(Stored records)
....................

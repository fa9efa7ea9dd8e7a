//! Price history over HTTP
//!
//! The endpoint is described by a URL template; `{ticker}` is replaced with
//! the symbol and `{start}` with the ISO start date. The response body must
//! be a price CSV (see [`parse_price_csv`]).

use std::time::Duration;

use jiff::civil::Date;
use portsim_core::error::DataFetchError;
use portsim_core::model::{PriceSeries, Ticker};
use portsim_core::source::PriceSource;
use reqwest::StatusCode;
use reqwest::blocking::Client;

use super::parse_price_csv;

const DEFAULT_TIMEOUT: Duration = Duration::from_secs(30);

/// Bounded retry with exponential backoff
#[derive(Debug, Clone, Copy, PartialEq)]
pub struct RetryPolicy {
    /// Total number of attempts, including the first
    pub max_attempts: u32,
    pub initial_delay: Duration,
    pub max_delay: Duration,
    pub backoff_multiplier: f64,
}

impl Default for RetryPolicy {
    fn default() -> Self {
        Self {
            max_attempts: 3,
            initial_delay: Duration::from_millis(500),
            max_delay: Duration::from_secs(10),
            backoff_multiplier: 2.0,
        }
    }
}

impl RetryPolicy {
    /// Delay to wait after the given (zero-based) failed attempt.
    pub fn delay_for_attempt(&self, attempt: u32) -> Duration {
        let base_ms =
            self.initial_delay.as_millis() as f64 * self.backoff_multiplier.powi(attempt as i32);
        let delay_ms = base_ms.min(self.max_delay.as_millis() as f64);
        Duration::from_millis(delay_ms as u64)
    }
}

/// Outcome of a single request that did not produce a body
enum AttemptError {
    /// Worth retrying (transport failure, 5xx, 429)
    Transient(String),
    /// Retrying cannot help
    Fatal(DataFetchError),
}

/// Fetches price CSVs from a templated URL with a blocking client
#[derive(Debug, Clone)]
pub struct HttpPriceSource {
    client: Client,
    url_template: String,
    retry: RetryPolicy,
}

impl HttpPriceSource {
    pub fn new(url_template: impl Into<String>) -> Result<Self, reqwest::Error> {
        let client = Client::builder()
            .timeout(DEFAULT_TIMEOUT)
            .user_agent(concat!("portsim/", env!("CARGO_PKG_VERSION")))
            .build()?;
        Ok(Self {
            client,
            url_template: url_template.into(),
            retry: RetryPolicy::default(),
        })
    }

    #[must_use]
    pub fn with_retry(mut self, retry: RetryPolicy) -> Self {
        self.retry = retry;
        self
    }

    pub fn url_for(&self, ticker: &Ticker, start: Date) -> String {
        self.url_template
            .replace("{ticker}", ticker.as_str())
            .replace("{start}", &start.to_string())
    }

    fn attempt(&self, ticker: &Ticker, url: &str) -> Result<String, AttemptError> {
        let response = self
            .client
            .get(url)
            .send()
            .map_err(|e| AttemptError::Transient(e.to_string()))?;

        let status = response.status();
        if status == StatusCode::NOT_FOUND {
            return Err(AttemptError::Fatal(DataFetchError::UnknownSymbol(
                ticker.clone(),
            )));
        }
        if status.is_server_error() || status == StatusCode::TOO_MANY_REQUESTS {
            return Err(AttemptError::Transient(format!("server returned {status}")));
        }
        if !status.is_success() {
            return Err(AttemptError::Fatal(DataFetchError::Network {
                ticker: ticker.clone(),
                message: format!("server returned {status}"),
            }));
        }

        response
            .text()
            .map_err(|e| AttemptError::Transient(e.to_string()))
    }
}

impl PriceSource for HttpPriceSource {
    fn fetch(&self, ticker: &Ticker, start: Date) -> Result<PriceSeries, DataFetchError> {
        let url = self.url_for(ticker, start);
        let attempts = self.retry.max_attempts.max(1);

        let mut last_error = String::new();
        for attempt in 0..attempts {
            tracing::debug!(%ticker, %url, attempt, "requesting prices");
            match self.attempt(ticker, &url) {
                Ok(body) => return parse_price_csv(ticker, body.as_bytes(), start),
                Err(AttemptError::Fatal(e)) => return Err(e),
                Err(AttemptError::Transient(message)) => {
                    last_error = message;
                    if attempt + 1 < attempts {
                        let delay = self.retry.delay_for_attempt(attempt);
                        tracing::warn!(
                            %ticker,
                            attempt = attempt + 1,
                            max_attempts = attempts,
                            delay_ms = delay.as_millis() as u64,
                            error = %last_error,
                            "price request failed, retrying"
                        );
                        std::thread::sleep(delay);
                    }
                }
            }
        }

        tracing::warn!(
            %ticker,
            max_attempts = attempts,
            error = %last_error,
            "all retry attempts exhausted"
        );
        Err(DataFetchError::Network {
            ticker: ticker.clone(),
            message: format!("{last_error} (after {attempts} attempts)"),
        })
    }
}

#[cfg(test)]
mod tests {
    use super::*;
    use jiff::civil::date;

    #[test]
    fn test_url_template() {
        let source =
            HttpPriceSource::new("https://prices.example/{ticker}.csv?from={start}").unwrap();
        assert_eq!(
            source.url_for(&Ticker::new("spy"), date(2015, 1, 1)),
            "https://prices.example/SPY.csv?from=2015-01-01"
        );
    }

    #[test]
    fn test_retry_delay() {
        let policy = RetryPolicy {
            initial_delay: Duration::from_millis(100),
            ..Default::default()
        };
        assert_eq!(policy.delay_for_attempt(0), Duration::from_millis(100));
        assert_eq!(policy.delay_for_attempt(1), Duration::from_millis(200));
        assert_eq!(policy.delay_for_attempt(2), Duration::from_millis(400));

        let capped = RetryPolicy {
            initial_delay: Duration::from_secs(8),
            ..Default::default()
        };
        assert_eq!(capped.delay_for_attempt(3), Duration::from_secs(10));
    }

    #[test]
    fn test_unreachable_host_is_network_error() {
        // Nothing listens on port 9 locally; connection is refused immediately
        let source = HttpPriceSource::new("http://127.0.0.1:9/{ticker}.csv")
            .unwrap()
            .with_retry(RetryPolicy {
                max_attempts: 2,
                initial_delay: Duration::ZERO,
                ..Default::default()
            });
        let err = source
            .fetch(&Ticker::new("SPY"), date(2020, 1, 1))
            .unwrap_err();
        match err {
            DataFetchError::Network { message, .. } => assert!(message.contains("2 attempts")),
            other => panic!("unexpected error: {other}"),
        }
    }
}
//! Command-line front end for portsim
//!
//! Loads a YAML report configuration, pulls price history from a directory
//! of CSV files or an HTTP endpoint, runs the simulation pipeline from
//! `portsim_core`, and writes the JSON report (plus an optional per-path
//! CSV table).

pub mod cli;
pub mod logging;
pub mod output;
pub mod sources;

pub use cli::{Args, run};
pub use logging::init_logging;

....................

**About this exercise:** Could you restate word for word the lines above, from the one that contains "is refused immediately" through the one that contains "date(2020, 1, 1))", and no others?

**Problem solution:**
        // Nothing listens on port 9 locally; connection is refused immediately
        let source = HttpPriceSource::new("http://127.0.0.1:9/{ticker}.csv")
            .unwrap()
            .with_retry(RetryPolicy {
                max_attempts: 2,
                initial_delay: Duration::ZERO,
                ..Default::default()
            });
        let err = source
            .fetch(&Ticker::new("SPY"), date(2020, 1, 1))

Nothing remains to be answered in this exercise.